WHAT IS EXPECTED: Each line containing the string "MembershipNode" should be copied out of the entries.

MATERIAL SUPPLIED:
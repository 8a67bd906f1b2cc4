//! CLI command implementations

pub mod auth;
pub mod classify;
pub mod sync;
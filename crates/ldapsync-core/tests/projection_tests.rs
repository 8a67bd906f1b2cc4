//! End-to-end tests: entries in, membership report out.

use ldapsync_core::async_trait;
use ldapsync_core::prelude::*;
use ldapsync_core::sync;

const BASE: &str = "dc=example,dc=org";

fn user_dn(uid: &str) -> String {
    format!("uid={uid},ou=people,{BASE}")
}

fn group_dn(cn: &str) -> String {
    format!("cn={cn},ou=groups,{BASE}")
}

/// FreeIPA-like layout: users carry `memberOf`, groups are `groupOfNames`.
fn directory() -> Vec<Entry> {
    vec![
        Entry::new(BASE).with("objectClass", ["domain"]),
        Entry::new(format!("ou=people,{BASE}")).with("objectClass", ["organizationalUnit"]),
        Entry::new(user_dn("user1"))
            .with("objectClass", ["person", "inetOrgPerson"])
            .with("uid", ["user1"])
            .with("memberOf", [group_dn("group1")]),
        Entry::new(group_dn("group1"))
            .with("objectClass", ["groupOfNames"])
            .with("cn", ["group1"]),
        Entry::new(user_dn("user2"))
            .with("objectClass", ["person", "inetOrgPerson"])
            .with("uid", ["user2"])
            .with("memberOf", [group_dn("group1"), group_dn("group2")]),
        Entry::new(group_dn("group2"))
            .with("objectClass", ["groupOfNames"])
            .with("cn", ["group2"]),
        Entry::new(user_dn("user3"))
            .with("objectClass", ["person", "inetOrgPerson"])
            .with("uid", ["user3"]),
    ]
}

fn rules() -> SyncRules {
    SyncRules::new(
        FilterNode::new(Operator::And)
            .with_expression(FilterExpression::new("objectClass", "inetOrgPerson")),
        FilterNode::new(Operator::And)
            .with_expression(FilterExpression::new("objectClass", "groupOfNames")),
        MembershipNode::new(Operator::And).with_constraint(Constraint::new("memberOf", "dn")),
    )
}

#[test]
fn test_two_groups_three_users() {
    let report = project(directory(), &rules());

    let ids: Vec<_> = report.users.iter().map(|u| u.id.as_str()).collect();
    assert_eq!(ids, vec!["user1", "user2", "user3"]);

    assert_eq!(report.groups.len(), 2);
    assert_eq!(
        report.groups[0].member_dns,
        vec![user_dn("user1"), user_dn("user2")]
    );
    assert_eq!(report.groups[1].member_dns, vec![user_dn("user2")]);
    assert_eq!(report.groups_of(&user_dn("user3")).count(), 0);
}

#[test]
fn test_member_order_follows_users_not_group_attribute() {
    // Group lists members in reverse; report still follows user fetch order.
    let entries = vec![
        Entry::new(group_dn("ops"))
            .with("objectClass", ["groupOfNames"])
            .with("member", [user_dn("b"), user_dn("a")]),
        Entry::new(user_dn("a")).with("objectClass", ["inetOrgPerson"]),
        Entry::new(user_dn("b")).with("objectClass", ["inetOrgPerson"]),
    ];
    let mut rules = rules();
    rules.group_membership =
        MembershipNode::new(Operator::Or).with_constraint(Constraint::new("dn", "member"));

    let report = project(entries, &rules);
    assert_eq!(report.groups[0].member_dns, vec![user_dn("a"), user_dn("b")]);
}

#[test]
fn test_nested_rules_from_yaml_like_config() {
    // Users: inetOrgPerson AND (uid is user1 OR dn is user3)
    let rules: SyncRules = serde_json::from_value(serde_json::json!({
        "userFilter": {
            "operator": "and",
            "expressions": [{"name": "objectClass", "value": "inetOrgPerson"}],
            "children": [{
                "operator": "or",
                "expressions": [
                    {"name": "uid", "value": "^user1$"},
                    {"name": "DN", "value": user_dn("user3")}
                ]
            }]
        },
        "groupFilter": {"expressions": [{"name": "objectClass", "value": "groupOfNames"}]},
        "groupMembership": {
            "operator": "or",
            "constraints": [{"userAttribute": "memberOf", "groupAttribute": "dn"}]
        }
    }))
    .unwrap();

    let snapshot = DirectorySnapshot::new(directory(), &rules);
    let users: Vec<_> = snapshot.users().map(|u| u.dn.clone()).collect();
    assert_eq!(users, vec![user_dn("user1"), user_dn("user3")]);

    assert!(snapshot.is_member(&user_dn("user1"), &group_dn("group1")));
    // user2 is a member by attribute but was not classified as a user
    assert!(!snapshot.is_member(&user_dn("user2"), &group_dn("group1")));
    assert_eq!(
        snapshot.membership(&user_dn("user2"), &group_dn("group1")),
        Membership::UnknownUser
    );
}

#[test]
fn test_invalid_pattern_in_config_degrades_to_no_match() {
    let mut rules = rules();
    rules.user_filter = FilterNode::new(Operator::Or)
        .with_expression(FilterExpression::new("uid", "user(1"))
        .with_expression(FilterExpression::new("uid", "^user3$"));

    let report = project(directory(), &rules);
    let ids: Vec<_> = report.users.iter().map(|u| u.id.as_str()).collect();
    assert_eq!(ids, vec!["user3"]);
}

#[tokio::test]
async fn test_sync_run_matches_project() {
    let source = StaticSource::new(directory()).with_name("fixture");

    let snapshot = sync::run(&source, &rules()).await.unwrap();

    assert_eq!(snapshot.entries().len(), directory().len());
    assert_eq!(snapshot.report(), project(directory(), &rules()));
}

#[tokio::test]
async fn test_sync_run_propagates_source_errors() {
    struct Unreachable;

    #[async_trait]
    impl DirectorySource for Unreachable {
        fn display_name(&self) -> &str {
            "unreachable"
        }

        async fn fetch_entries(&self) -> DirectoryResult<Vec<Entry>> {
            Err(DirectoryError::connection_failed("connection refused"))
        }
    }

    let err = sync::run(&Unreachable, &rules()).await.unwrap_err();
    assert_eq!(err.error_code(), "CONNECTION_FAILED");
    assert!(err.is_transient());
}

#[tokio::test]
async fn test_capitalised_dump_keeps_attributes() {
    let source = StaticSource::from_json(
        r#"[{"DN":"uid=u1,dc=x","Attributes":[{"Name":"objectClass","Values":["inetOrgPerson"]}]}]"#,
    )
    .unwrap();

    let report = sync::run(&source, &rules()).await.unwrap().report();
    assert_eq!(report.users.len(), 1);
    assert_eq!(report.users[0].id, "u1");
}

RESPONSE BOX:
        MembershipNode::new(Operator::And).with_constraint(Constraint::new("memberOf", "dn")),
        MembershipNode::new(Operator::Or).with_constraint(Constraint::new("dn", "member"));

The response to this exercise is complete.